La Société des traversiers du Québec (STQ) assure la gestion du quai de Rivière-du-Loup, dans le cadre du service de traversier qui relie cette municipalité à celle de Saint-Siméon, dans Charlevoix. Or, la zone portuaire de la rive sud du Saint-Laurent est soumise à une sédimentation importante, ce qui oblige la STQ à mener des travaux annuels de dragage de sédiments.

Près de 60 000 mètres cubes ont ainsi été retirés en 2020, avant d’être rejetés dans l’estuaire, dans une zone située à trois kilomètres au nord-est du quai. Selon ce que souligne la STQ dans une réponse écrite aux questions du Devoir, la moyenne annuelle se situe cependant à environ 42 000 mètres cubes. « Cela nécessite près de 450 transports de sédiments vers la zone de largage autorisée », précise-t-on.
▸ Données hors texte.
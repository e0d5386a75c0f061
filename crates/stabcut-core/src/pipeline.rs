//! The end-to-end drawing pipeline.
//!
//! One call runs a chart through every stage in fixed order:
//! extraction, cleaning, the corrective post passes, re-cleaning,
//! base-point detection, union, annotation, and (optionally) the
//! label. Stages are pure table-to-table transforms; the first error
//! aborts the drawing and nothing partial escapes.

use crate::annotate::{annotate, Segment};
use crate::cells::{resolve_points, CellSource};
use crate::chart::{extract_series, ChartSource, SeriesTable};
use crate::clean::clean_table;
use crate::error::DrawError;
use crate::geometry::{Point, Polygon};
use crate::label::{make_label, GlyphSource, PathCommand};
use crate::post::{clamp_body_taper, detect_base_points, inset_fin_roots};
use crate::union::union_outline;

/// A label to engrave, with the font to draw it in.
pub struct LabelRequest<'a> {
    pub text: &'a str,
    pub font: &'a dyn GlyphSource,
}

/// Per-drawing knobs the caller controls.
pub struct DrawOptions<'a> {
    /// Width of the motor notch opening; zero keeps the base closed.
    pub notch_width: f64,
    pub label: Option<LabelRequest<'a>>,
}

/// The finished drawing, ready for a renderer.
#[derive(Debug, Clone)]
pub struct Drawing {
    /// The unioned silhouette, closed.
    pub outline: Polygon,
    /// The two detected base points, rounded.
    pub base_points: [Point; 2],
    /// Pen-tagged cut and score segments.
    pub segments: Vec<Segment>,
    /// Placed label outlines, one command list per glyph. Empty when
    /// no label was requested.
    pub label_glyphs: Vec<Vec<PathCommand>>,
}

impl Drawing {
    /// Bounding box over every segment endpoint and glyph command
    /// point, as (min_x, min_y, max_x, max_y).
    pub fn bounding_box(&self) -> Option<(f64, f64, f64, f64)> {
        let mut bounds: Option<(f64, f64, f64, f64)> = None;
        let mut grow = |x: f64, y: f64| {
            bounds = Some(match bounds {
                Some((min_x, min_y, max_x, max_y)) => {
                    (min_x.min(x), min_y.min(y), max_x.max(x), max_y.max(y))
                }
                None => (x, y, x, y),
            });
        };

        for segment in &self.segments {
            grow(segment.line.x1, segment.line.y1);
            grow(segment.line.x2, segment.line.y2);
        }
        for glyph in &self.label_glyphs {
            for command in glyph {
                match *command {
                    PathCommand::MoveTo { x, y } | PathCommand::LineTo { x, y } => grow(x, y),
                    PathCommand::QuadTo { x1, y1, x, y } => {
                        grow(x1, y1);
                        grow(x, y);
                    }
                    PathCommand::CurveTo { x1, y1, x2, y2, x, y } => {
                        grow(x1, y1);
                        grow(x2, y2);
                        grow(x, y);
                    }
                    PathCommand::Close => {}
                }
            }
        }

        bounds
    }
}

/// Run the full pipeline for one chart.
pub fn draw(
    chart: &dyn ChartSource,
    cells: &dyn CellSource,
    options: &DrawOptions<'_>,
) -> Result<Drawing, DrawError> {
    let extracted = extract_series(chart)?;

    let mut table = SeriesTable::new();
    for (part, series) in extracted {
        let points = resolve_points(cells, &series.x_ref, &series.y_ref)?;
        table.insert(part, Polygon::new(points));
    }

    // Each post pass can reintroduce duplicate points, so the table
    // is re-cleaned after every stage.
    let cleaned = clean_table(&table);
    let inset = clean_table(&inset_fin_roots(&cleaned));
    let recleaned = clean_table(&clamp_body_taper(&inset));

    let base_points = detect_base_points(&recleaned)?;
    let outline = union_outline(&recleaned)?;
    let segments = annotate(&outline, &recleaned, base_points, options.notch_width);

    let label_glyphs = match &options.label {
        Some(request) => make_label(request.text, request.font, &recleaned)?,
        None => Vec::new(),
    };

    Ok(Drawing {
        outline,
        base_points,
        segments,
        label_glyphs,
    })
}

#[cfg(test)]
mod tests {
    use super::*;
    use crate::annotate::Pen;
    use crate::chart::SeriesRef;
    use crate::label::GlyphOutline;
    use std::collections::HashMap;

    /// In-memory chart + cell grid standing in for a parsed workbook.
    struct Workbook {
        series: Vec<SeriesRef>,
        cells: HashMap<(usize, usize), f64>,
    }

    impl Workbook {
        fn new() -> Self {
            Self {
                series: Vec::new(),
                cells: HashMap::new(),
            }
        }

        /// Store one series' points in two adjacent columns starting
        /// at `row`, registering the matching range references.
        fn add_series(&mut self, title: &str, col: usize, row: usize, points: &[(f64, f64)]) {
            let x_col = (b'A' + col as u8) as char;
            let y_col = (b'A' + col as u8 + 1) as char;
            let last = row + points.len() - 1;
            self.series.push(SeriesRef {
                title: Some(title.to_string()),
                x_ref: format!("!${x_col}${row}:${x_col}${last}"),
                y_ref: format!("!${y_col}${row}:${y_col}${last}"),
            });
            for (i, (x, y)) in points.iter().enumerate() {
                self.cells.insert((col, row + i), *x);
                self.cells.insert((col + 1, row + i), *y);
            }
        }
    }

    impl ChartSource for Workbook {
        fn series(&self) -> Vec<SeriesRef> {
            self.series.clone()
        }
    }

    impl CellSource for Workbook {
        fn value(&self, cell: crate::cells::CellRef) -> Option<f64> {
            self.cells.get(&(cell.col, cell.row)).copied()
        }
    }

    struct BoxGlyphs;

    impl GlyphSource for BoxGlyphs {
        fn units_per_em(&self) -> f64 {
            1000.0
        }

        fn outline(&self, _ch: char) -> Option<GlyphOutline> {
            Some(GlyphOutline {
                commands: vec![
                    PathCommand::MoveTo { x: 0.0, y: 0.0 },
                    PathCommand::LineTo { x: 600.0, y: 0.0 },
                    PathCommand::LineTo { x: 600.0, y: 700.0 },
                    PathCommand::Close,
                ],
                min_x: 0.0,
                min_y: 0.0,
                max_x: 600.0,
                max_y: 700.0,
            })
        }
    }

    /// A small but complete rocket: two body halves that overlap
    /// across the centerline near the nose, two fins whose roots sit
    /// on the body walls, and a cone half reaching into the right
    /// body. Duplicate rows mimic the padded chart ranges.
    fn rocket() -> Workbook {
        let mut wb = Workbook::new();
        wb.add_series(
            "fuselage",
            0,
            126,
            &[
                (5.0, 100.0),
                (5.0, 100.0), // padded duplicate row
                (5.0, 40.0),
                (2.0, 10.0),
                (-1.0, 0.0),
            ],
        );
        wb.add_series(
            "fuselage2",
            2,
            126,
            &[(-5.0, 100.0), (-5.0, 40.0), (-2.0, 10.0), (1.0, 0.0)],
        );
        wb.add_series(
            "aileron",
            4,
            126,
            &[
                (5.0, 95.0),
                (9.0, 99.0),
                (9.0, 85.0),
                (5.0, 82.0),
                (5.0, 90.0),
            ],
        );
        wb.add_series(
            "aileron2",
            6,
            126,
            &[
                (-5.0, 95.0),
                (-9.0, 99.0),
                (-9.0, 85.0),
                (-5.0, 82.0),
                (-5.0, 90.0),
            ],
        );
        wb.add_series("cone", 8, 126, &[(1.5, 10.0), (1.0, 5.0), (0.5, 2.0)]);
        wb
    }

    #[test]
    fn full_pipeline_produces_a_drawing() {
        let wb = rocket();
        let options = DrawOptions {
            notch_width: 4.0,
            label: Some(LabelRequest {
                text: "apex",
                font: &BoxGlyphs,
            }),
        };
        let drawing = draw(&wb, &wb, &options).unwrap();

        assert!(drawing.outline.is_closed());
        assert_eq!(
            drawing.base_points,
            [Point::new(5.0, 100.0), Point::new(-5.0, 100.0)]
        );

        // Two fin indicator lines, one per aileron.
        let fins = drawing.segments.iter().filter(|s| s.pen == Pen::Fin).count();
        assert_eq!(fins, 2);

        // The notch opening spans +/- notch_width/2 at base height.
        let notch: Vec<_> = drawing
            .segments
            .iter()
            .filter(|s| s.pen == Pen::Notch)
            .collect();
        assert_eq!(notch.len(), 1);
        assert_eq!(notch[0].line.start(), Point::new(2.0, 100.0));
        assert_eq!(notch[0].line.end(), Point::new(-2.0, 100.0));

        // Label survived fitting: one glyph per letter.
        assert_eq!(drawing.label_glyphs.len(), 4);
    }

    #[test]
    fn no_label_request_means_no_glyphs() {
        let wb = rocket();
        let options = DrawOptions {
            notch_width: 4.0,
            label: None,
        };
        let drawing = draw(&wb, &wb, &options).unwrap();
        assert!(drawing.label_glyphs.is_empty());
    }

    #[test]
    fn missing_body_half_aborts() {
        let mut wb = Workbook::new();
        wb.add_series(
            "fuselage",
            0,
            126,
            &[(5.0, 100.0), (2.0, 10.0), (-1.0, 0.0)],
        );
        let options = DrawOptions {
            notch_width: 0.0,
            label: None,
        };
        assert!(matches!(
            draw(&wb, &wb, &options),
            Err(DrawError::UnexpectedBaseCount { count: 1 })
        ));
    }

    #[test]
    fn detached_part_aborts_with_contour_count() {
        let mut wb = rocket();
        // A fin floating far off the body.
        wb.add_series(
            "canard",
            10,
            126,
            &[
                (50.0, 95.0),
                (54.0, 99.0),
                (54.0, 85.0),
                (50.0, 82.0),
                (50.0, 90.0),
            ],
        );
        let options = DrawOptions {
            notch_width: 0.0,
            label: None,
        };
        assert!(matches!(
            draw(&wb, &wb, &options),
            Err(DrawError::MultiContourResult { contours: 2 })
        ));
    }

    #[test]
    fn drawing_bounds_cover_fins() {
        let wb = rocket();
        let options = DrawOptions {
            notch_width: 4.0,
            label: None,
        };
        let drawing = draw(&wb, &wb, &options).unwrap();
        let (min_x, min_y, max_x, max_y) = drawing.bounding_box().unwrap();
        assert_eq!((min_x, max_x), (-9.0, 9.0));
        assert_eq!((min_y, max_y), (0.0, 100.0));
    }
}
Afin de poursuivre ces opérations annuelles de dragage, la STQ souhaite obtenir une autorisation du ministère de l’Environnement du Québec qui serait valide pour les dix prochaines années. L’étude d’impact fait d’ailleurs présentement l’objet d’une analyse au ministère, dans le cadre d’un processus qui pourrait mener à un examen du Bureau d’audiences publiques sur l’environnement.

Femelles et jeunes bélugas

 

Dans son étude d’impact, la société d’État reconnaît que « la zone des travaux se situe dans l’habitat essentiel du béluga ». Selon un avis d’experts de Pêches et Océans Canada (MPO), cette région de l’estuaire est même considérée comme une zone critique pour « le segment le plus vulnérable de la population », soit les femelles et leurs jeunes. Le secteur de Cacouna, situé tout près, est notamment reconnu comme une véritable pouponnière pour l’espèce, qui connaît d’importants problèmes de reproduction depuis quelques années.
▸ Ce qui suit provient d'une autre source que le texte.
//! Chart series extraction and the part-name vocabulary.
//!
//! A chart source hands over its data series in document order; each
//! series carries an optional title and the symbolic X/Y range
//! references. Titled series are matched against the fixed part
//! vocabulary; untitled series fall back to a positional mapping that
//! mirrors the order the source template lays its chart out in.

use std::collections::BTreeMap;

use crate::error::DrawError;
use crate::geometry::Polygon;

/// The fixed vocabulary of rocket cross-section parts.
///
/// Declaration order matters: it is the iteration order of the
/// [`SeriesTable`], which keeps base-point detection and drawing
/// output deterministic.
#[derive(Debug, Clone, Copy, PartialEq, Eq, PartialOrd, Ord, Hash)]
pub enum PartName {
    Fuselage,
    Fuselage2,
    Aileron,
    Aileron2,
    Canard,
    Canard2,
    Cone,
    Cone1,
}

/// Mapping from part identifier to its polygon at one pipeline stage.
pub type SeriesTable = BTreeMap<PartName, Polygon>;

impl PartName {
    pub const ALL: [PartName; 8] = [
        PartName::Fuselage,
        PartName::Fuselage2,
        PartName::Aileron,
        PartName::Aileron2,
        PartName::Canard,
        PartName::Canard2,
        PartName::Cone,
        PartName::Cone1,
    ];

    pub fn as_str(&self) -> &'static str {
        match self {
            PartName::Fuselage => "fuselage",
            PartName::Fuselage2 => "fuselage2",
            PartName::Aileron => "aileron",
            PartName::Aileron2 => "aileron2",
            PartName::Canard => "canard",
            PartName::Canard2 => "canard2",
            PartName::Cone => "cone",
            PartName::Cone1 => "cone1",
        }
    }

    /// Match a series title, case-insensitively.
    pub fn from_title(title: &str) -> Option<PartName> {
        let lower = title.to_lowercase();
        PartName::ALL.iter().copied().find(|p| p.as_str() == lower)
    }

    /// Positional fallback for untitled series. Only these chart
    /// indices are recognized; everything else is dropped.
    pub fn from_position(index: usize) -> Option<PartName> {
        match index {
            0 => Some(PartName::Fuselage),
            1 => Some(PartName::Fuselage2),
            2 => Some(PartName::Aileron),
            3 => Some(PartName::Aileron2),
            6 => Some(PartName::Canard),
            7 => Some(PartName::Canard2),
            12 => Some(PartName::Cone),
            13 => Some(PartName::Cone1),
            _ => None,
        }
    }

    /// Fuselage halves: taper-clamped, base-point bearing.
    pub fn is_body(&self) -> bool {
        matches!(self, PartName::Fuselage | PartName::Fuselage2)
    }

    /// Fin series: root-inset and given indicator lines.
    pub fn is_fin(&self) -> bool {
        matches!(
            self,
            PartName::Aileron | PartName::Aileron2 | PartName::Canard | PartName::Canard2
        )
    }

    /// Nose-cone halves: closed to the centerline before union.
    pub fn is_cone(&self) -> bool {
        matches!(self, PartName::Cone | PartName::Cone1)
    }
}

/// One data series as the chart source exposes it.
#[derive(Debug, Clone)]
pub struct SeriesRef {
    pub title: Option<String>,
    pub x_ref: String,
    pub y_ref: String,
}

/// Ordered access to a chart's data series. The workbook parser that
/// produces these is an external collaborator.
pub trait ChartSource {
    fn series(&self) -> Vec<SeriesRef>;
}

/// Map the chart's series to part names.
///
/// Titled series matching the vocabulary win; untitled ones use the
/// positional fallback; everything else is silently ignored so that
/// charts with extra decorative series keep working. A chart where
/// nothing resolves is malformed.
pub fn extract_series(chart: &dyn ChartSource) -> Result<Vec<(PartName, SeriesRef)>, DrawError> {
    let mut extracted = Vec::new();

    for (index, series) in chart.series().into_iter().enumerate() {
        let part = match &series.title {
            Some(title) => PartName::from_title(title),
            None => PartName::from_position(index),
        };
        if let Some(part) = part {
            extracted.push((part, series));
        }
    }

    if extracted.is_empty() {
        return Err(DrawError::NoSeriesFound);
    }

    Ok(extracted)
}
Or, les travaux de dragage posent des risques réels pour les bélugas, selon ce qui se dégage de l’étude d’impact de la STQ. « Les bruits causés par les travaux pourraient nuire à leur communication, ainsi qu’induire des changements comportementaux et des déplacements de populations. Les risques de collisions, [les matières en suspension] et la disponibilité en nourriture pourraient également affecter ces populations », peut-on lire dans le document de 246 pages. On y souligne aussi que « les perturbations causées par le bruit ainsi que les dérangements anthropiques font partie des principales menaces pour le béluga ».

Afin de réduire les risques, la STQ dit vouloir éviter de mener les travaux, d’une durée de quatre à six semaines, durant « la période de fréquentation intensive », qu’elle situe de la mi-avril au 30 septembre. À partir de cette date, les opérations pourraient se dérouler 24 heures sur 24. La société d’État précise toutefois qu’une demande de « permis » est effectuée chaque année, en vertu de la Loi sur les espèces en péril (LEP) du gouvernement fédéral. Cette demande est nécessaire pour obtenir l’autorisation de commencer les travaux dès le 20 septembre.

Les femelles bélugas et leurs jeunes sont-ils toujours bien présents dans le secteur en septembre et en octobre ? La question est d’autant plus pertinente que la LEP interdit depuis 2017 toute activité qui aurait pour effet de « détruire » un élément de l’habitat essentiel du béluga.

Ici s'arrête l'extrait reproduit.